Archive

Archive for the ‘Investment Securities’ Category

Junk Bonds 2009 : Too Risky Or Great Opportunity ?

December 29th, 2008

junk-bonds

2008 was a bad year for stocks and credit alike.  The Credit Crunch and global financial crisis meant worsening and at some levels disaster credit flow conditions for companies and governments alike and as remarked by Wall Street Journal :

The relationship between U.S. stock and credit markets is ending 2008 in fittingly dysfunctional fashion.

For much of the year, the two markets have been out of sync, with credit often worsening even as stocks rallied. Now, credit seems to be improving, but the stock market isn’t.

Junk bonds, that are also defined as high yield bonds (click herefor a full definition of Junk Bonds from Wikipedia) has now in some investors’ minds traded down to tempting levels as well and whilst the risk remains high in terms of defaults some are now pointing to these junk bonds as a prospective investment opportunity.

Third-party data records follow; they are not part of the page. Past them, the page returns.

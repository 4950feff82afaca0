use chrono::{DateTime, Utc};
use serde::{Deserialize, Serialize};
use strum_macros::{Display, EnumString};

/// Free-form variables scoped to a session or a context.
pub type Variables = serde_json::Map<String, serde_json::Value>;

/// Where a context resumes on its next turn. Persisted in place of the
/// instruction queue, which never outlives a turn.
#[derive(Debug, Clone, Copy, PartialEq, Eq, Serialize, Deserialize, Display, EnumString)]
#[serde(rename_all = "snake_case")]
#[strum(serialize_all = "snake_case")]
pub enum ContextPhase {
    /// The node has not run yet: on-enter, wait/on-receive, transitions.
    Entering,
    /// The node suspended on a wait: on-receive, then transitions.
    Waiting,
    /// Returning from a subflow: only the node's transitions.
    TransitionsOnly,
}

/// A position to return to when a subflow exits.
#[derive(Debug, Clone, PartialEq, Eq, Serialize, Deserialize)]
pub struct JumpPoint {
    pub flow: String,
    pub node: String,
}

/// The short-lived part of a session: current position plus temp variables.
#[derive(Debug, Clone, PartialEq, Serialize, Deserialize)]
pub struct DialogContext {
    pub current_flow: String,
    pub current_node: String,
    pub phase: ContextPhase,
    #[serde(default)]
    pub previous_flow: Option<String>,
    #[serde(default)]
    pub previous_node: Option<String>,
    #[serde(default)]
    pub jump_points: Vec<JumpPoint>,
    #[serde(default)]
    pub temp: Variables,
}

impl DialogContext {
    /// A fresh context positioned on a node that has not been entered yet.
    pub fn at(flow: impl Into<String>, node: impl Into<String>) -> Self {
        Self {
            current_flow: flow.into(),
            current_node: node.into(),
            phase: ContextPhase::Entering,
            previous_flow: None,
            previous_node: None,
            jump_points: Vec::new(),
            temp: Variables::new(),
        }
    }

    /// Moves to a new position, remembering the current one.
    pub fn move_to(&mut self, flow: impl Into<String>, node: impl Into<String>, phase: ContextPhase) {
        let flow = flow.into();
        let node = node.into();
        self.previous_flow = Some(std::mem::replace(&mut self.current_flow, flow));
        self.previous_node = Some(std::mem::replace(&mut self.current_node, node));
        self.phase = phase;
    }
}

/// Absolute expiry timestamps for a session and its context.
#[derive(Debug, Clone, Copy, PartialEq, Eq, Serialize, Deserialize)]
pub struct Expiry {
    pub context: DateTime<Utc>,
    pub session: DateTime<Utc>,
}

impl Expiry {
    pub fn is_context_expired(&self, now: DateTime<Utc>) -> bool {
        now >= self.context
    }

    pub fn is_session_expired(&self, now: DateTime<Utc>) -> bool {
        now >= self.session
    }
}

/// Variables to merge into the session after an action ran.
#[derive(Debug, Clone, Default, PartialEq, Serialize, Deserialize)]
pub struct StateUpdate {
    #[serde(default)]
    pub session: Option<Variables>,
    #[serde(default)]
    pub temp: Option<Variables>,
}

impl StateUpdate {
    pub fn is_empty(&self) -> bool {
        self.session.as_ref().is_none_or(|vars| vars.is_empty())
            && self.temp.as_ref().is_none_or(|vars| vars.is_empty())
    }
}

/// The stateful record of one conversation.
#[derive(Debug, Clone, PartialEq, Serialize, Deserialize)]
pub struct DialogSession {
    pub id: String,
    pub bot_id: String,
    #[serde(default)]
    pub session_vars: Variables,
    #[serde(default)]
    pub context: Option<DialogContext>,
    pub expiry: Expiry,
    pub created_at: DateTime<Utc>,
    pub last_event_at: DateTime<Utc>,
}

impl DialogSession {
    pub fn new(id: impl Into<String>, bot_id: impl Into<String>, expiry: Expiry, now: DateTime<Utc>) -> Self {
        Self {
            id: id.into(),
            bot_id: bot_id.into(),
            session_vars: Variables::new(),
            context: None,
            expiry,
            created_at: now,
            last_event_at: now,
        }
    }

    /// Discards the context while keeping the session identity and session vars.
    pub fn reset_context(&mut self) -> Option<DialogContext> {
        self.context.take()
    }

    /// Merges an action's state update. Later keys overwrite earlier ones.
    pub fn apply(&mut self, update: StateUpdate) {
        if let Some(vars) = update.session {
            self.session_vars.extend(vars);
        }
        if let (Some(vars), Some(context)) = (update.temp, self.context.as_mut()) {
            context.temp.extend(vars);
        }
    }

    pub fn current_position(&self) -> Option<(&str, &str)> {
        self.context
            .as_ref()
            .map(|ctx| (ctx.current_flow.as_str(), ctx.current_node.as_str()))
    }
}

#[cfg(test)]
mod tests {
    use super::*;
    use chrono::Duration;
    use serde_json::json;

    fn session() -> DialogSession {
        let now = Utc::now();
        let expiry = Expiry {
            context: now + Duration::minutes(2),
            session: now + Duration::minutes(30),
        };
        DialogSession::new("s1", "bot", expiry, now)
    }

    #[test]
    fn test_expiry_is_inclusive() {
        let now = Utc::now();
        let expiry = Expiry { context: now, session: now + Duration::seconds(1) };
        assert!(expiry.is_context_expired(now));
        assert!(!expiry.is_session_expired(now));
    }

    #[test]
    fn test_apply_merges_session_and_temp() {
        let mut session = session();
        session.context = Some(DialogContext::at("main.flow.json", "entry"));

        let mut vars = Variables::new();
        vars.insert("name".into(), json!("Ada"));
        let mut temp = Variables::new();
        temp.insert("attempts".into(), json!(1));

        session.apply(StateUpdate { session: Some(vars), temp: Some(temp) });

        assert_eq!(session.session_vars["name"], "Ada");
        assert_eq!(session.context.as_ref().unwrap().temp["attempts"], 1);
    }

    #[test]
    fn test_reset_context_keeps_session_vars() {
        let mut session = session();
        session.session_vars.insert("name".into(), json!("Ada"));
        session.context = Some(DialogContext::at("main.flow.json", "entry"));

        assert!(session.reset_context().is_some());
        assert!(session.context.is_none());
        assert_eq!(session.session_vars["name"], "Ada");
    }

    #[test]
    fn test_move_to_tracks_previous() {
        let mut ctx = DialogContext::at("main.flow.json", "entry");
        ctx.move_to("main.flow.json", "next", ContextPhase::Entering);
        assert_eq!(ctx.previous_node.as_deref(), Some("entry"));
        assert_eq!(ctx.current_node, "next");
    }

    #[test]
    fn test_phase_strings() {
        assert_eq!(ContextPhase::TransitionsOnly.to_string(), "transitions_only");
        assert_eq!("waiting".parse::<ContextPhase>().unwrap(), ContextPhase::Waiting);
    }
}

This post looks into the pros and cons and Junk Bond investments and where they are possibly headed here on the threshold of 2009.

Toby Shute from Fool.com has this to say about Junk Bonds as a viable investment right now :

Whether you opt for an exchange-traded fund or a closed-end fund, both provide a convenient way to pick up a diversified basket o’ distress. Corporate defaults are definitely headed higher, but the firms that survive ought to generate returns that are fabulous enough to outweigh the zeroes. That’s all the more true if you buy during another dramatic sell-off akin to what we saw in early October and late November.

Shute goes on to also recommend individual securities if one is more hook on companies’ debts :

If you’re bearish on the broader economy, or your inner stock picker urges you to hone in on individual securities, there is another easy way to dip a toe into this part of the market. There’s a fair amount of debt out there that’s listed on a stock exchange and traded just like stock. The usual denomination for these notes is $25, so you’ll see them trading around that price in normal times — remember those?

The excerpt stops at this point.